_Exercise description_:
Keep only the lines of the data below that contain "NeuerAdministrator", and copy them.

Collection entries
--------------------------------------------------

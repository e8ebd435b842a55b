//! SQLite-Implementierung des AdministratorRepository

use async_trait::async_trait;
use chrono::Utc;
use uuid::Uuid;

use shopwerk_core::AdminRolle;

use crate::error::{ist_unique_verletzung, DbError};
use crate::models::{AdministratorRecord, NeuerAdministrator};
use crate::repository::{AdministratorRepository, DbResult};
use crate::sqlite::pool::{parse_opt_zeit, parse_uuid, parse_zeit, SqliteDb};

const ADMIN_SPALTEN: &str =
    "id, first_name, last_name, email, password_hash, role, created_at, last_access, is_active";

#[async_trait]
impl AdministratorRepository for SqliteDb {
    async fn create_administrator(
        &self,
        data: NeuerAdministrator<'_>,
    ) -> DbResult<AdministratorRecord> {
        let id = Uuid::new_v4();
        let now = Utc::now();

        sqlx::query(
            "INSERT INTO administrators
               (id, first_name, last_name, email, password_hash, role, created_at, is_active)
             VALUES (?, ?, ?, ?, ?, ?, ?, 1)",
        )
        .bind(id.to_string())
        .bind(data.first_name)
        .bind(data.last_name)
        .bind(data.email)
        .bind(data.password_hash)
        .bind(data.role.als_str())
        .bind(now.to_rfc3339())
        .execute(&self.pool)
        .await
        .map_err(|e| {
            if ist_unique_verletzung(&e) {
                DbError::Eindeutigkeit(format!(
                    "Administrator-E-Mail '{}' bereits vergeben",
                    data.email
                ))
            } else {
                DbError::Sqlx(e)
            }
        })?;

        Ok(AdministratorRecord {
            id,
            first_name: data.first_name.to_string(),
            last_name: data.last_name.to_string(),
            email: data.email.to_string(),
            password_hash: data.password_hash.to_string(),
            role: data.role,
            created_at: now,
            last_access: None,
            is_active: true,
        })
    }

    async fn find_administrator_by_email(
        &self,
        email: &str,
    ) -> DbResult<Option<AdministratorRecord>> {
        let sql =
            format!("SELECT {ADMIN_SPALTEN} FROM administrators WHERE email = ? AND is_active = 1");
        let row = sqlx::query(&sql)
            .bind(email)
            .fetch_optional(&self.pool)
            .await?;

        row.map(|r| row_to_administrator(&r)).transpose()
    }

    async fn find_administrator_by_id(&self, id: Uuid) -> DbResult<Option<AdministratorRecord>> {
        let sql =
            format!("SELECT {ADMIN_SPALTEN} FROM administrators WHERE id = ? AND is_active = 1");
        let row = sqlx::query(&sql)
            .bind(id.to_string())
            .fetch_optional(&self.pool)
            .await?;

        row.map(|r| row_to_administrator(&r)).transpose()
    }

    async fn set_administrator_active(&self, id: Uuid, aktiv: bool) -> DbResult<bool> {
        let affected = sqlx::query("UPDATE administrators SET is_active = ? WHERE id = ?")
            .bind(aktiv as i64)
            .bind(id.to_string())
            .execute(&self.pool)
            .await?
            .rows_affected();
        Ok(affected > 0)
    }

    async fn touch_last_access(&self, id: Uuid) -> DbResult<()> {
        let now = Utc::now().to_rfc3339();
        sqlx::query("UPDATE administrators SET last_access = ? WHERE id = ?")
            .bind(&now)
            .bind(id.to_string())
            .execute(&self.pool)
            .await?;
        Ok(())
    }

    async fn administrator_email_exists(&self, email: &str) -> DbResult<bool> {
        let anzahl: i64 = sqlx::query_scalar("SELECT COUNT(*) FROM administrators WHERE email = ?")
            .bind(email)
            .fetch_one(&self.pool)
            .await?;
        Ok(anzahl > 0)
    }
}

fn row_to_administrator(row: &sqlx::sqlite::SqliteRow) -> DbResult<AdministratorRecord> {
    use sqlx::Row as _;

    let id_str: String = row.try_get("id")?;
    let role_str: String = row.try_get("role")?;
    let role = role_str.parse::<AdminRolle>().map_err(DbError::UngueltigeDaten)?;
    let created_at_str: String = row.try_get("created_at")?;
    let last_access: Option<String> = row.try_get("last_access")?;
    let is_active: i64 = row.try_get("is_active")?;

    Ok(AdministratorRecord {
        id: parse_uuid(&id_str, "administrators.id")?,
        first_name: row.try_get("first_name")?,
        last_name: row.try_get("last_name")?,
        email: row.try_get("email")?,
        password_hash: row.try_get("password_hash")?,
        role,
        created_at: parse_zeit(&created_at_str, "administrators.created_at")?,
        last_access: parse_opt_zeit(last_access, "administrators.last_access")?,
        is_active: is_active != 0,
    })
}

--------------------------------------------------

_Task output_:
use crate::models::{AdministratorRecord, NeuerAdministrator};
        data: NeuerAdministrator<'_>,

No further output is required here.